French soldier (1581–1644)

Nicolas de L'Hôpital de Vitry (1581–28 September 1644) was a French noble, military leader, and friend of Louis XIII. Made Marshal of France in 1617, he was often called Maréchal de Vitry. His noble title was marquis (later duc) de Vitry; he was also seigneur de Nandy et de Coubert.

==Early life==

Nicolas de L'Hôpital de Vitry was the elder son of Louis de L'Hôpital and Franćoise de Brichanteau. His younger brother, François de L'Hôpital, marquis du Hallier, also became a marshal of France.

==Career==
Like his father and his other ancestors, Vitry joined the army. Due to Henry IV's personal sympathy for Vitry's father, he let Vitry become a companion of the royal heir, the Dauphin (and later king) Louis. He quickly gained the child's favour. After the death of his father in 1611, he succeeded him in his position as captain of the 2nd (and 1st French) company of the Garde du corps du roi, the royal guard.

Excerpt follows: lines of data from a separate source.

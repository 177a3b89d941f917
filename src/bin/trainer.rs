use std::path::{Path, PathBuf};

use anyhow::{bail, Context, Result};
use clap::Parser;
use shoprank::catalog::CatalogItem;
use shoprank::index::CatalogIndex;
use shoprank::snapshot;

#[derive(Parser, Debug)]
#[command(
    name = "shoprank-trainer",
    about = "Fits the catalog vectorizer from exported CSV data and writes the snapshot artifacts"
)]
struct TrainCli {
    /// Directory containing the exported CSV data.
    #[arg(long, env = "SHOPRANK_DATA_DIR", default_value = "data")]
    data_dir: PathBuf,

    /// Directory the snapshot artifacts are written to.
    #[arg(long, env = "SHOPRANK_MODELS_DIR", default_value = "data/models")]
    models_dir: PathBuf,
}

fn main() -> Result<()> {
    let cli = TrainCli::parse();
    let products_csv = cli.data_dir.join("products.csv");
    if !products_csv.is_file() {
        bail!(
            "{} not found; run the exporter first",
            products_csv.display()
        );
    }

    eprintln!("loading products from {}...", products_csv.display());
    let items = read_products(&products_csv)?;
    if items.is_empty() {
        bail!("{} contains no products", products_csv.display());
    }

    eprintln!("fitting vectorizer over {} products...", items.len());
    let index = CatalogIndex::build(items).context("failed to fit the catalog vectorizer")?;

    snapshot::save(
        &cli.models_dir,
        &index.vectorizer().state(),
        index.all_items(),
        index.all_vectors(),
    )
    .with_context(|| format!("failed to write snapshot to {}", cli.models_dir.display()))?;

    eprintln!(
        "training complete: {} products, {} vocabulary terms.",
        index.len(),
        index.vectorizer().dimension()
    );
    eprintln!("artifacts in {}:", cli.models_dir.display());
    eprintln!("- {}", snapshot::VECTORIZER_FILE);
    eprintln!("- {}", snapshot::ITEMS_FILE);
    eprintln!("- {}", snapshot::VECTORS_FILE);
    Ok(())
}

fn read_products(path: &Path) -> Result<Vec<CatalogItem>> {
    let mut reader = csv::Reader::from_path(path)
        .with_context(|| format!("failed to open {}", path.display()))?;
    let mut items = Vec::new();
    for (row_no, record) in reader.deserialize::<CatalogItem>().enumerate() {
        let item = record.with_context(|| format!("invalid product row {}", row_no + 1))?;
        items.push(item);
    }
    Ok(items)
}
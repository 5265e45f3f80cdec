// SPDX-License-Identifier: Apache-2.0

//! JSON HTTP surface

pub mod error;
pub mod extractors;
pub mod gate;
pub mod server;

pub use error::{ApiError, ApiResponse, ApiResult};
pub use extractors::ApiJson;
pub use server::{build_router, serve, shutdown_signal, ServerError};
// SPDX-License-Identifier: Apache-2.0

//! PostgreSQL Driver
//!
//! Implements the DataEngine trait for PostgreSQL using SQLx.
//!
//! ## Statement execution
//!
//! Raw SQL is split into statements and run one at a time over the simple
//! query protocol, so every value comes back in the server's text rendering.
//! A batch of more than one statement runs inside a single transaction on one
//! pooled connection and is rolled back on the first failure.
//!
//! Parameterized statements use the extended protocol with driver-bound values.

use std::collections::HashMap;
use std::sync::Arc;

use async_trait::async_trait;
use futures::stream::BoxStream;
use futures::TryStreamExt;
use parking_lot::Mutex;
use sqlx::pool::PoolConnection;
use sqlx::postgres::{
    PgColumn, PgConnectOptions, PgConnection, PgPool, PgPoolOptions, PgQueryResult, PgRow,
    PgSslMode, Postgres,
};
use sqlx::{Connection, Either, Executor, Statement};
use tracing::instrument;

use crate::engine::error::{EngineError, EngineResult};
use crate::engine::normalizer::{self, bind_param};
use crate::engine::registry::Session;
use crate::engine::sql_statements::{split_sql_statements, SqlStatement};
use crate::engine::traits::DataEngine;
use crate::engine::types::{
    ConnectionParams, PoolSettings, QueryId, QueryOutput, SessionId, SslMode, StatementResult,
    Value,
};
use crate::metrics;

type ActiveQueries = Arc<Mutex<HashMap<(SessionId, QueryId), i32>>>;

/// PostgreSQL driver implementation
#[derive(Default)]
pub struct PostgresDriver {
    /// Running cancellable queries ((session, query_id) -> backend_pid)
    active_queries: ActiveQueries,
}

/// Removes a tracked query when execution ends, however it ends.
struct ActiveQueryGuard {
    key: (SessionId, QueryId),
    active: ActiveQueries,
}

impl Drop for ActiveQueryGuard {
    fn drop(&mut self) {
        self.active.lock().remove(&self.key);
    }
}

impl PostgresDriver {
    pub fn new() -> Self {
        Self::default()
    }

    /// Builds connect options from resolved params
    pub fn connect_options(params: &ConnectionParams, settings: &PoolSettings) -> PgConnectOptions {
        let mut options = PgConnectOptions::new()
            .host(&params.host)
            .port(params.port)
            .username(&params.user)
            .database(&params.database)
            .ssl_mode(ssl_mode(params.ssl_mode))
            .application_name(&settings.application_name);

        if !params.password.expose().is_empty() {
            options = options.password(params.password.expose());
        }
        options
    }

    async fn acquire(session: &Session) -> EngineResult<PoolConnection<Postgres>> {
        session.pool.acquire().await.map_err(|e| match e {
            sqlx::Error::PoolTimedOut => {
                metrics::record_timeout();
                EngineError::Timeout {
                    timeout_ms: session.pool.options().get_acquire_timeout().as_millis() as u64,
                }
            }
            other => EngineError::connection_failed(other.to_string()),
        })
    }

    async fn track(
        &self,
        conn: &mut PgConnection,
        session: SessionId,
        query_id: QueryId,
    ) -> EngineResult<ActiveQueryGuard> {
        let backend_pid: i32 = sqlx::query_scalar("SELECT pg_backend_pid()")
            .fetch_one(&mut *conn)
            .await
            .map_err(map_query_error)?;

        let key = (session, query_id);
        self.active_queries.lock().insert(key, backend_pid);
        Ok(ActiveQueryGuard {
            key,
            active: Arc::clone(&self.active_queries),
        })
    }

    /// Backend pid of a tracked query, if it is still running.
    fn tracked_pid(&self, key: &(SessionId, QueryId)) -> Option<i32> {
        self.active_queries.lock().get(key).copied()
    }

    /// Runs one statement and normalizes its result.
    ///
    /// Every statement is fetched as a row stream, whatever its command: `CALL`
    /// with output arguments or `EXECUTE` of a prepared query return rows too.
    async fn run_statement(
        conn: &mut PgConnection,
        statement: &SqlStatement,
    ) -> EngineResult<StatementResult> {
        let (rows, rows_affected) =
            collect_results((&mut *conn).fetch_many(sqlx::raw_sql(&statement.sql))).await?;

        Self::statement_result(conn, &statement.sql, statement, rows, rows_affected).await
    }

    /// Builds the normalized result. A zero-row result of a row-producing
    /// statement is described so its field list is still reported.
    async fn statement_result(
        conn: &mut PgConnection,
        sql: &str,
        statement: &SqlStatement,
        rows: Vec<PgRow>,
        rows_affected: u64,
    ) -> EngineResult<StatementResult> {
        let described = if rows.is_empty() && statement.returns_rows {
            Some(describe_columns(conn, sql).await?)
        } else {
            None
        };

        let row_count = if rows.is_empty() {
            rows_affected
        } else {
            rows.len() as u64
        };
        let (rows, fields) = normalizer::normalize(&rows, described.as_deref());
        Ok(StatementResult {
            command: statement.command.clone(),
            row_count,
            rows,
            fields,
        })
    }
}

/// Drains a result stream into its rows and the total affected-row count.
async fn collect_results(
    mut stream: BoxStream<'_, Result<Either<PgQueryResult, PgRow>, sqlx::Error>>,
) -> EngineResult<(Vec<PgRow>, u64)> {
    let mut rows = Vec::new();
    let mut rows_affected = 0;
    while let Some(item) = stream.try_next().await.map_err(map_query_error)? {
        match item {
            Either::Left(done) => rows_affected += done.rows_affected(),
            Either::Right(row) => rows.push(row),
        }
    }
    Ok((rows, rows_affected))
}

/// Column descriptors of `sql`, read from a fresh server-side prepare.
///
/// The connection's statement cache is emptied afterwards: a cached entry
/// keeps its old column list after the table it reads is altered.
async fn describe_columns(conn: &mut PgConnection, sql: &str) -> EngineResult<Vec<PgColumn>> {
    let columns = {
        let prepared = (&mut *conn).prepare(sql).await.map_err(map_query_error)?;
        prepared.columns().to_vec()
    };
    conn.clear_cached_statements()
        .await
        .map_err(map_query_error)?;
    Ok(columns)
}

#[async_trait]
impl DataEngine for PostgresDriver {
    fn driver_id(&self) -> &'static str {
        "postgres"
    }

    #[instrument(
        skip(self, params, settings),
        fields(host = %params.host, port = params.port, database = %params.database)
    )]
    async fn open_pool(
        &self,
        params: &ConnectionParams,
        settings: &PoolSettings,
    ) -> EngineResult<PgPool> {
        let pool = PgPoolOptions::new()
            .max_connections(settings.max_connections)
            .min_connections(0)
            .acquire_timeout(settings.acquire_timeout)
            .idle_timeout(Some(settings.idle_timeout))
            .connect_lazy_with(Self::connect_options(params, settings));

        match pool.acquire().await {
            Ok(conn) => {
                drop(conn);
                Ok(pool)
            }
            Err(e) => {
                pool.close().await;
                Err(map_connect_error(e, settings))
            }
        }
    }

    #[instrument(skip(self, session, sql), fields(session_id = %session.id, sql_len = sql.len()))]
    async fn execute(
        &self,
        session: &Session,
        sql: &str,
        query_id: Option<QueryId>,
    ) -> EngineResult<QueryOutput> {
        let statements = split_sql_statements(sql);
        let mut conn = Self::acquire(session).await?;

        let _tracked = match query_id {
            Some(query_id) => Some(self.track(&mut conn, session.id, query_id).await?),
            None => None,
        };

        if statements.len() <= 1 {
            let mut results = Vec::with_capacity(1);
            if let Some(statement) = statements.first() {
                results.push(Self::run_statement(&mut conn, statement).await?);
            }
            return Ok(QueryOutput::from_results(results));
        }

        let mut tx = conn.begin().await.map_err(map_query_error)?;
        let mut results = Vec::with_capacity(statements.len());
        for statement in &statements {
            match Self::run_statement(&mut tx, statement).await {
                Ok(result) => results.push(result),
                Err(err) => {
                    if let Err(rollback_err) = tx.rollback().await {
                        tracing::warn!(error = %rollback_err, "Rollback after failed statement failed");
                    }
                    return Err(err);
                }
            }
        }
        tx.commit().await.map_err(map_query_error)?;

        Ok(QueryOutput::Batch(results))
    }

    #[instrument(skip(self, session, sql, params), fields(session_id = %session.id, params = params.len()))]
    async fn execute_params(
        &self,
        session: &Session,
        sql: &str,
        params: &[Value],
    ) -> EngineResult<StatementResult> {
        let statement = split_sql_statements(sql)
            .into_iter()
            .next()
            .ok_or_else(|| EngineError::validation("Query is empty"))?;
        let mut conn = Self::acquire(session).await?;

        // Not persisted in the statement cache, for the same reason as `describe_columns`.
        let mut query = sqlx::query(sql).persistent(false);
        for param in params {
            query = bind_param(query, param);
        }

        let (rows, rows_affected) = collect_results((&mut *conn).fetch_many(query)).await?;
        Self::statement_result(&mut conn, sql, &statement, rows, rows_affected).await
    }

    #[instrument(skip(self, session), fields(session_id = %session.id, query_id = %query_id.0))]
    async fn cancel(&self, session: &Session, query_id: QueryId) -> EngineResult<bool> {
        let key = (session.id, query_id);
        if self.tracked_pid(&key).is_none() {
            return Ok(false);
        }

        let mut conn = Self::acquire(session).await?;

        // The query may have finished while we waited for a connection, and its
        // backend may already be serving another request.
        let Some(backend_pid) = self.tracked_pid(&key) else {
            return Ok(false);
        };
        let cancelled: bool = sqlx::query_scalar("SELECT pg_cancel_backend($1)")
            .bind(backend_pid)
            .fetch_one(&mut *conn)
            .await
            .map_err(map_query_error)?;

        Ok(cancelled)
    }
}

fn ssl_mode(mode: SslMode) -> PgSslMode {
    match mode {
        SslMode::Disable => PgSslMode::Disable,
        SslMode::Allow => PgSslMode::Allow,
        SslMode::Prefer => PgSslMode::Prefer,
        SslMode::Require => PgSslMode::Require,
        SslMode::VerifyCa => PgSslMode::VerifyCa,
        SslMode::VerifyFull => PgSslMode::VerifyFull,
    }
}

/// Classifies an error raised while running SQL on an acquired connection.
pub(crate) fn map_query_error(e: sqlx::Error) -> EngineError {
    match e {
        sqlx::Error::Database(db) => {
            EngineError::query_failed(db.code().map(|c| c.into_owned()), db.message())
        }
        other @ (sqlx::Error::Io(_)
        | sqlx::Error::Tls(_)
        | sqlx::Error::PoolClosed
        | sqlx::Error::WorkerCrashed) => EngineError::connection_failed(other.to_string()),
        other => EngineError::query_failed(None, other.to_string()),
    }
}

/// Classifies an error raised while opening a pool. Every failure here is a
/// connection failure, including server-side rejections such as bad passwords.
fn map_connect_error(e: sqlx::Error, settings: &PoolSettings) -> EngineError {
    match e {
        sqlx::Error::Database(db) => EngineError::connection_failed(db.message()),
        sqlx::Error::PoolTimedOut => EngineError::connection_failed(format!(
            "Timed out after {}ms connecting to the server",
            settings.acquire_timeout.as_millis()
        )),
        other => EngineError::connection_failed(other.to_string()),
    }
}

He played an important role in the assassination of Concino Concini in 1617. It was he who arrested Concini and shot him (with others) afterwards.

After this coup d'etat he was put (along with his brother and Jean-Baptiste d'Ornano) in charge of the armies in the capital, in order to prohibit riots. In the following days, Vitry received Concini's title of marshal and was one of the few persons who had unrestricted entrance to the king's chambers. Later in his life he became also Governor of Provence and Meaux.

In 1635, after decisions he had made in Provence against the will of the king, he was disgraced. In 1637, following an assault on Archbishop Henri de Sourdis, he was imprisoned in the Bastille and only pardoned in 1643.

==Personal life==
His wife was Lucrèce Bouhier de Beaumarchais, widow of Louis de Trémoille and sister-in-law of Charles de La Vieuville. From her first marriage, she was the mother of Maréchal de camp Louis II de La Trémoille.

Together, they had three children :
- François-Marie (died 1679), French ambassador to Bavaria.
- Nicolas-Louis (1636-1685), French ambassador to Austria and Poland.